Das gesteigerte Interesse an Ernährung und gesundheitlichen Zusammenhängen führt bei einem Teil der Bevölkerung zu einem bewussteren Umgang und auch einer Experimentierlust mit der eigenen Ernährung. Eine wachsende Zahl an Menschen wählt zeitweise oder langfristig eine alternative Ernährungsform mit unterschiedlichen Konzepten und Begründungen: In Deutschland wird ihre Zahl auf 11 bis 15 Millionen geschätzt, also immerhin 13 bis 18 Prozent der Bevölkerung. Neben Vollwert-Ernährung, Trennkost, Paleo-, makrobiotischer oder ayurvedischer Ernährung macht den größten Anteil die vegetarische und vegane Ernährung aus.63 Oft sind diese Ernährungsformen zugleich mit einem umfassenderen Lebensstil verbunden, bei dem sich bestimmte Gesundheitsrituale anschließen oder beispielsweise auch bei der Kleidung auf tierische Bestandteile verzichtet wird.

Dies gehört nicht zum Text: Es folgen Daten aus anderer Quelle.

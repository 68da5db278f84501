use crate::infra::AppState;
use axum::http::{header, StatusCode};
use axum::response::IntoResponse;
use axum::Extension;
use axum::Json;
use goods_review::workflows::assessment::{
    assessment_router, AssessmentService, CaseDirectory, CatalogStore, ReviewPermissions,
};
use serde_json::json;
use std::sync::Arc;

pub(crate) fn with_assessment_routes<S, C, P>(
    service: Arc<AssessmentService<S, C, P>>,
) -> axum::Router
where
    S: CatalogStore + 'static,
    C: CaseDirectory + 'static,
    P: ReviewPermissions + 'static,
{
    assessment_router(service)
        .route("/health", axum::routing::get(healthcheck))
        .route("/ready", axum::routing::get(readiness_endpoint))
        .route("/metrics", axum::routing::get(metrics_endpoint))
}

pub(crate) async fn healthcheck() -> Json<serde_json::Value> {
    Json(json!({ "status": "ok" }))
}

pub(crate) async fn readiness_endpoint(Extension(state): Extension<AppState>) -> impl IntoResponse {
    let ready = state.readiness.load(std::sync::atomic::Ordering::Relaxed);
    let status = if ready {
        StatusCode::OK
    } else {
        StatusCode::SERVICE_UNAVAILABLE
    };

    let payload = if ready {
        json!({ "status": "ready" })
    } else {
        json!({ "status": "initializing" })
    };

    (status, Json(payload))
}

pub(crate) async fn metrics_endpoint(Extension(state): Extension<AppState>) -> impl IntoResponse {
    (
        StatusCode::OK,
        [(header::CONTENT_TYPE, "text/plain; version=0.0.4")],
        state.metrics.render(),
    )
}
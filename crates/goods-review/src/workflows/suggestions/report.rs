use serde::Serialize;
use std::io::Write;

use crate::workflows::report_summary::{PrefixId, SubjectId};

pub const SUGGESTION_HEADERS: [&str; 8] = [
    "id",
    "report_summary",
    "suggested_prefix",
    "suggested_prefix_id",
    "suggested_subject",
    "suggested_subject_id",
    "product_name",
    "url",
];

/// One output row; unmatched rows leave the suggestion columns empty.
#[derive(Debug, Clone, PartialEq, Eq, Serialize)]
pub struct SuggestionRow {
    pub id: String,
    pub report_summary: String,
    pub suggested_prefix: String,
    pub suggested_prefix_id: Option<PrefixId>,
    pub suggested_subject: String,
    pub suggested_subject_id: Option<SubjectId>,
    pub product_name: String,
    pub url: String,
}

/// Writes the header and rows with every field quoted. The header is written even with no rows.
pub(crate) fn write_rows<W: Write>(writer: W, rows: &[SuggestionRow]) -> Result<(), csv::Error> {
    let mut csv_writer = csv::WriterBuilder::new()
        .has_headers(false)
        .quote_style(csv::QuoteStyle::Always)
        .from_writer(writer);

    csv_writer.write_record(SUGGESTION_HEADERS)?;
    for row in rows {
        csv_writer.serialize(row)?;
    }
    csv_writer.flush()?;
    Ok(())
}

#[cfg(test)]
mod tests {
    use super::*;

    #[test]
    fn quotes_every_field() {
        let row = SuggestionRow {
            id: "line-1".to_string(),
            report_summary: "Training for Arts and Crafts (2)".to_string(),
            suggested_prefix: "training for".to_string(),
            suggested_prefix_id: Some(PrefixId(1)),
            suggested_subject: "arts and crafts".to_string(),
            suggested_subject_id: Some(SubjectId(4)),
            product_name: "Easel".to_string(),
            url: String::new(),
        };

        let mut buffer = Vec::new();
        write_rows(&mut buffer, &[row]).expect("rows written");
        let output = String::from_utf8(buffer).expect("utf8");

        let mut lines = output.lines();
        assert_eq!(
            lines.next(),
            Some("\"id\",\"report_summary\",\"suggested_prefix\",\"suggested_prefix_id\",\"suggested_subject\",\"suggested_subject_id\",\"product_name\",\"url\"")
        );
        assert_eq!(
            lines.next(),
            Some("\"line-1\",\"Training for Arts and Crafts (2)\",\"training for\",\"1\",\"arts and crafts\",\"4\",\"Easel\",\"\"")
        );
        assert_eq!(lines.next(), None);
    }

    #[test]
    fn empty_report_still_has_a_header() {
        let mut buffer = Vec::new();
        write_rows(&mut buffer, &[]).expect("header written");
        assert_eq!(String::from_utf8(buffer).expect("utf8").lines().count(), 1);
    }
}
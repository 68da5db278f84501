use super::audit::{AuditEntry, AuditRecord};
use super::domain::{
    CaseId, CaseSummary, Good, GoodId, LineItem, LineItemId, RegimeEntry, RegimeEntryId,
    ReviewerId, SystemFlag,
};
use crate::workflows::report_summary::{
    PrefixId, ReportSummaryPrefix, ReportSummaryRegistry, ReportSummarySubject, SubjectId,
};

/// Error enumeration for storage failures.
#[derive(Debug, thiserror::Error)]
pub enum RepositoryError {
    #[error("record already exists")]
    Conflict,
    #[error("{entity} {id} not found")]
    NotFound { entity: &'static str, id: String },
    #[error("repository unavailable: {0}")]
    Unavailable(String),
}

/// Read access to the goods catalog plus the ability to open a write transaction.
pub trait CatalogStore: Send + Sync {
    type Transaction<'a>: CatalogTransaction
    where
        Self: 'a;

    /// Opens a transaction. Writes become visible only after [`CatalogTransaction::commit`];
    /// dropping the transaction discards them.
    fn begin(&self) -> Result<Self::Transaction<'_>, RepositoryError>;

    fn prefixes(&self) -> Result<Vec<ReportSummaryPrefix>, RepositoryError>;
    fn subjects(&self) -> Result<Vec<ReportSummarySubject>, RepositoryError>;
    fn good(&self, id: &GoodId) -> Result<Option<Good>, RepositoryError>;
    fn line_item(&self, id: &LineItemId) -> Result<Option<LineItem>, RepositoryError>;
    /// All line items in insertion order.
    fn line_items(&self) -> Result<Vec<LineItem>, RepositoryError>;
    fn audit_trail(&self, target: &LineItemId) -> Result<Vec<AuditRecord>, RepositoryError>;
}

/// Flag-tagging operations on goods, applied inside the caller's transaction.
pub trait GoodFlagging {
    fn add_flag(&mut self, good_id: &GoodId, flag: SystemFlag) -> Result<(), RepositoryError>;
    fn remove_flag(&mut self, good_id: &GoodId, flag: SystemFlag) -> Result<(), RepositoryError>;

    fn set_flag(
        &mut self,
        good_id: &GoodId,
        flag: SystemFlag,
        enabled: bool,
    ) -> Result<(), RepositoryError> {
        if enabled {
            self.add_flag(good_id, flag)
        } else {
            self.remove_flag(good_id, flag)
        }
    }
}

/// Unit of work covering one assessment batch.
pub trait CatalogTransaction: ReportSummaryRegistry + GoodFlagging {
    /// Case status and line ordering as seen by this transaction.
    fn case(&self, id: &CaseId) -> Result<Option<CaseSummary>, RepositoryError>;
    fn prefix(&self, id: PrefixId) -> Result<Option<ReportSummaryPrefix>, RepositoryError>;
    fn subject(&self, id: SubjectId) -> Result<Option<ReportSummarySubject>, RepositoryError>;
    fn regime_entry(&self, id: &RegimeEntryId) -> Result<Option<RegimeEntry>, RepositoryError>;
    fn control_list_entry_exists(&self, rating: &str) -> Result<bool, RepositoryError>;
    fn line_item(&self, id: &LineItemId) -> Result<Option<LineItem>, RepositoryError>;
    fn good(&self, id: &GoodId) -> Result<Option<Good>, RepositoryError>;

    fn save_line_item(&mut self, item: LineItem) -> Result<(), RepositoryError>;
    fn save_good(&mut self, good: Good) -> Result<(), RepositoryError>;
    fn append_audit(&mut self, entry: AuditEntry) -> Result<AuditRecord, RepositoryError>;

    fn commit(self) -> Result<(), RepositoryError>
    where
        Self: Sized;
}

/// Case collaborator: status gate and line ordering.
pub trait CaseDirectory: Send + Sync {
    fn case(&self, id: &CaseId) -> Result<Option<CaseSummary>, RepositoryError>;
}

/// Authorization collaborator.
pub trait ReviewPermissions: Send + Sync {
    fn can_review_goods(&self, reviewer: &ReviewerId) -> Result<bool, RepositoryError>;
}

Gemüse, Obst, Milchprodukte und Fleisch aus der Region, ökologisch hergestellte Produkte aus artgerechter Tierhaltung und entsprechende Gütesiegel: Für immer mehr Menschen ist ihre Ernährung nicht nur eine Frage von Gesundheit und Geschmack, sondern drückt auch eine Haltung aus. Der Anteil der Verbraucherinnen und Verbraucher mit „umwelt- und sozialethischer Konsumhaltung“ ist zwischen 2007 und 2015 um rund ein Viertel gestiegen.64 Beim Einkauf berücksichtigen sie die Auswirkungen der Lebensmittelproduktion auf die Umwelt, soziale Bedingungen und die Tierhaltung.

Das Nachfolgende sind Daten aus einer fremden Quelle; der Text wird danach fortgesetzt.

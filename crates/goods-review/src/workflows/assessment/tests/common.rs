use std::collections::BTreeSet;
use std::sync::Arc;

use axum::response::Response;
use chrono::{DateTime, TimeZone, Utc};
use serde_json::Value;

use crate::workflows::assessment::domain::{
    CaseId, CaseStatus, CaseSummary, ControlListEntry, Good, GoodId, GoodStatus, LineItem,
    LineItemId, LineItemKind, RegimeEntry, RegimeEntryId, ReviewerId, SystemFlag,
};
use crate::workflows::assessment::memory::{CatalogSeed, InMemoryCatalog, MemoryTransaction, SeedCase};
use crate::workflows::assessment::repository::{
    CaseDirectory, CatalogStore, RepositoryError, ReviewPermissions,
};
use crate::workflows::assessment::{assessment_router, AssessmentLine, AssessmentService};
use crate::workflows::assessment::audit::AuditRecord;
use crate::workflows::report_summary::{
    Classification, PrefixId, ReportSummaryPrefix, ReportSummarySubject, SubjectId,
};

pub(super) type MemoryService = AssessmentService<InMemoryCatalog, InMemoryCatalog, InMemoryCatalog>;

pub(super) fn case_id() -> CaseId {
    CaseId("case-1".to_string())
}

pub(super) fn reviewer() -> ReviewerId {
    ReviewerId("caseworker-1".to_string())
}

pub(super) fn line_id(id: &str) -> LineItemId {
    LineItemId(id.to_string())
}

pub(super) fn good_id(id: &str) -> GoodId {
    GoodId(id.to_string())
}

pub(super) fn now() -> DateTime<Utc> {
    Utc.with_ymd_and_hms(2023, 11, 3, 12, 0, 0)
        .single()
        .expect("valid timestamp")
}

fn good(id: &str, name: &str, status: GoodStatus, entries: &[&str]) -> Good {
    let mut flags = BTreeSet::new();
    if status != GoodStatus::Verified {
        flags.insert(SystemFlag::GoodNotYetVerified);
    }
    Good {
        id: good_id(id),
        name: name.to_string(),
        organisation: "Acme Defence".to_string(),
        status,
        control_list_entries: entries.iter().map(|entry| entry.to_string()).collect(),
        is_good_controlled: Some(true),
        classification: None,
        flags,
    }
}

pub(super) fn line_item(id: &str, case: &str, kind: LineItemKind, entries: &[&str]) -> LineItem {
    LineItem {
        id: line_id(id),
        case_id: CaseId(case.to_string()),
        kind,
        control_list_entries: entries.iter().map(|entry| entry.to_string()).collect(),
        is_good_controlled: None,
        classification: None,
        regime_entries: Vec::new(),
        comment: None,
        is_precedent: false,
        is_wassenaar: false,
        is_ncsc_military_information_security: None,
        assessed_by: None,
        assessment_date: None,
    }
}

fn on_good(id: &str) -> LineItemKind {
    LineItemKind::GoodOnApplication {
        good_id: good_id(id),
    }
}

/// Catalog shared by the assessment tests.
///
/// case-1 (submitted): line-1 on unverified good-1, line-2 on verified good-2,
/// line-3 a goods type. case-2 (under review) and case-3 (withdrawn) each hold an
/// earlier review of good-2.
pub(super) fn seed() -> CatalogSeed {
    let mut line_2 = line_item("line-2", "case-1", on_good("good-2"), &["ML1"]);
    line_2.is_good_controlled = Some(true);
    line_2.classification = Some(Classification::Legacy {
        text: "Sniper Rifles (2)".to_string(),
    });

    let mut line_4 = line_item("line-4", "case-2", on_good("good-2"), &["ML1"]);
    line_4.is_good_controlled = Some(true);

    CatalogSeed {
        prefixes: vec![
            ReportSummaryPrefix {
                id: PrefixId(1),
                name: "training for".to_string(),
            },
            ReportSummaryPrefix {
                id: PrefixId(2),
                name: "components for".to_string(),
            },
        ],
        subjects: vec![
            subject(1, "arts and crafts"),
            subject(2, "sniper rifles"),
            subject(3, "body armour"),
        ],
        control_list_entries: ["ML1", "ML1a", "ML3", "ML3a"]
            .into_iter()
            .map(|rating| ControlListEntry {
                rating: rating.to_string(),
                text: String::new(),
            })
            .collect(),
        regime_entries: vec![
            RegimeEntry {
                id: RegimeEntryId("regime-1".to_string()),
                name: "Wassenaar Arrangement".to_string(),
            },
            RegimeEntry {
                id: RegimeEntryId("regime-2".to_string()),
                name: "MTCR".to_string(),
            },
        ],
        goods: vec![
            good("good-1", "Rifle scope", GoodStatus::Submitted, &["ML3"]),
            good("good-2", "Sniper rifle", GoodStatus::Verified, &["ML1"]),
        ],
        cases: vec![
            SeedCase {
                id: case_id(),
                status: CaseStatus::Submitted,
            },
            SeedCase {
                id: CaseId("case-2".to_string()),
                status: CaseStatus::UnderReview,
            },
            SeedCase {
                id: CaseId("case-3".to_string()),
                status: CaseStatus::Withdrawn,
            },
        ],
        line_items: vec![
            line_item("line-1", "case-1", on_good("good-1"), &[]),
            line_2,
            line_item(
                "line-3",
                "case-1",
                LineItemKind::GoodsType {
                    description: "Night vision goggles".to_string(),
                },
                &[],
            ),
            line_4,
            line_item("line-5", "case-3", on_good("good-2"), &["ML3"]),
        ],
        reviewers: vec![reviewer()],
        ..CatalogSeed::default()
    }
}

pub(super) fn subject(id: u32, name: &str) -> ReportSummarySubject {
    ReportSummarySubject {
        id: SubjectId(id),
        name: name.to_string(),
        code_level: None,
    }
}

pub(super) fn build_service() -> (MemoryService, Arc<InMemoryCatalog>) {
    let catalog = Arc::new(InMemoryCatalog::from_seed(seed()));
    let service = AssessmentService::new(catalog.clone(), catalog.clone(), catalog.clone());
    (service, catalog)
}

pub(super) fn assessment_router_with_service(service: MemoryService) -> axum::Router {
    assessment_router(Arc::new(service))
}

/// Controlled line classified as "training for arts and crafts".
pub(super) fn controlled_line(id: &str) -> AssessmentLine {
    let mut line = AssessmentLine::new(line_id(id));
    line.is_good_controlled = Some(true);
    line.control_list_entries = vec!["ML1".to_string()];
    line.report_summary_prefix = Some(PrefixId(1));
    line.report_summary_subject = Some(SubjectId(1));
    line.comment = Some("some comment".to_string());
    line
}

pub(super) fn stored_line(catalog: &InMemoryCatalog, id: &str) -> LineItem {
    catalog
        .line_item(&line_id(id))
        .expect("read line item")
        .expect("line item present")
}

pub(super) fn stored_good(catalog: &InMemoryCatalog, id: &str) -> Good {
    catalog
        .good(&good_id(id))
        .expect("read good")
        .expect("good present")
}

pub(super) fn audits(catalog: &InMemoryCatalog) -> Vec<AuditRecord> {
    catalog.audits().expect("read audits")
}

/// Store whose transactions always fail, behind a case that passes every gate.
pub(super) struct UnavailableCatalog;

impl CatalogStore for UnavailableCatalog {
    type Transaction<'a> = MemoryTransaction<'a>;

    fn begin(&self) -> Result<Self::Transaction<'_>, RepositoryError> {
        Err(RepositoryError::Unavailable("database offline".to_string()))
    }

    fn prefixes(&self) -> Result<Vec<ReportSummaryPrefix>, RepositoryError> {
        Err(RepositoryError::Unavailable("database offline".to_string()))
    }

    fn subjects(&self) -> Result<Vec<ReportSummarySubject>, RepositoryError> {
        Err(RepositoryError::Unavailable("database offline".to_string()))
    }

    fn good(&self, _id: &GoodId) -> Result<Option<Good>, RepositoryError> {
        Err(RepositoryError::Unavailable("database offline".to_string()))
    }

    fn line_item(&self, _id: &LineItemId) -> Result<Option<LineItem>, RepositoryError> {
        Err(RepositoryError::Unavailable("database offline".to_string()))
    }

    fn line_items(&self) -> Result<Vec<LineItem>, RepositoryError> {
        Err(RepositoryError::Unavailable("database offline".to_string()))
    }

    fn audit_trail(&self, _target: &LineItemId) -> Result<Vec<AuditRecord>, RepositoryError> {
        Err(RepositoryError::Unavailable("database offline".to_string()))
    }
}

impl CaseDirectory for UnavailableCatalog {
    fn case(&self, id: &CaseId) -> Result<Option<CaseSummary>, RepositoryError> {
        Ok(Some(CaseSummary {
            id: id.clone(),
            status: CaseStatus::Submitted,
            line_items: vec![line_id("line-1")],
        }))
    }
}

impl ReviewPermissions for UnavailableCatalog {
    fn can_review_goods(&self, _reviewer: &ReviewerId) -> Result<bool, RepositoryError> {
        Ok(true)
    }
}

pub(super) async fn read_json_body(response: Response) -> Value {
    let body = axum::body::to_bytes(response.into_body(), 64 * 1024)
        .await
        .expect("read body");
    serde_json::from_slice(&body).expect("json payload")
}
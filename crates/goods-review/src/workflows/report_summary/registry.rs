use serde::{Deserialize, Serialize};

use super::taxonomy::{
    PrefixId, ReportSummary, ReportSummaryId, ReportSummaryPrefix, ReportSummarySubject, SubjectId,
};
use crate::workflows::assessment::repository::RepositoryError;

/// Get-or-create access to linked report summaries.
///
/// Implemented by catalog transactions so that links created while processing a
/// batch are discarded if the batch is rolled back.
pub trait ReportSummaryRegistry {
    fn link_report_summary(
        &mut self,
        prefix: Option<&ReportSummaryPrefix>,
        subject: &ReportSummarySubject,
    ) -> Result<ReportSummary, RepositoryError>;
}

/// Report summary rows, unique per (prefix?, subject) pair.
#[derive(Debug, Clone, Default, Serialize, Deserialize)]
#[serde(transparent)]
pub struct ReportSummaryTable {
    rows: Vec<ReportSummary>,
}

impl ReportSummaryTable {
    pub fn find(&self, prefix: Option<PrefixId>, subject: SubjectId) -> Option<&ReportSummary> {
        self.rows.iter().find(|row| {
            row.subject.id == subject && row.prefix.as_ref().map(|prefix| prefix.id) == prefix
        })
    }

    /// Returns the existing row for the pair, linking a new one when absent.
    /// The flag reports whether a row was created.
    pub fn get_or_link(
        &mut self,
        prefix: Option<&ReportSummaryPrefix>,
        subject: &ReportSummarySubject,
    ) -> (ReportSummary, bool) {
        if let Some(existing) = self.find(prefix.map(|prefix| prefix.id), subject.id) {
            return (existing.clone(), false);
        }

        let next_id = self
            .rows
            .iter()
            .map(|row| row.id.0)
            .max()
            .unwrap_or(0)
            + 1;
        let row = ReportSummary {
            id: ReportSummaryId(next_id),
            prefix: prefix.cloned(),
            subject: subject.clone(),
        };
        self.rows.push(row.clone());
        (row, true)
    }

    pub fn len(&self) -> usize {
        self.rows.len()
    }

    pub fn is_empty(&self) -> bool {
        self.rows.is_empty()
    }

    pub fn iter(&self) -> impl Iterator<Item = &ReportSummary> {
        self.rows.iter()
    }
}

Zum einen steigt die Nachfrage nach entsprechenden Nahrungsmitteln, bei deren Produktion Schadstoffe oder Gentechnik, Artensterben oder Treibhausgasemissionen vermieden werden. 2001 wurde in Deutschland das staatliche Biosiegel eingeführt – 2019 setzte der deutsche Handel schon fast 12 Milliarden Euro mit Bio-Lebensmitteln um.65 Innerhalb von zehn Jahren hat sich der Umsatz verdoppelt, mittlerweile sind Bio-Produkte in den Discountern angekommen.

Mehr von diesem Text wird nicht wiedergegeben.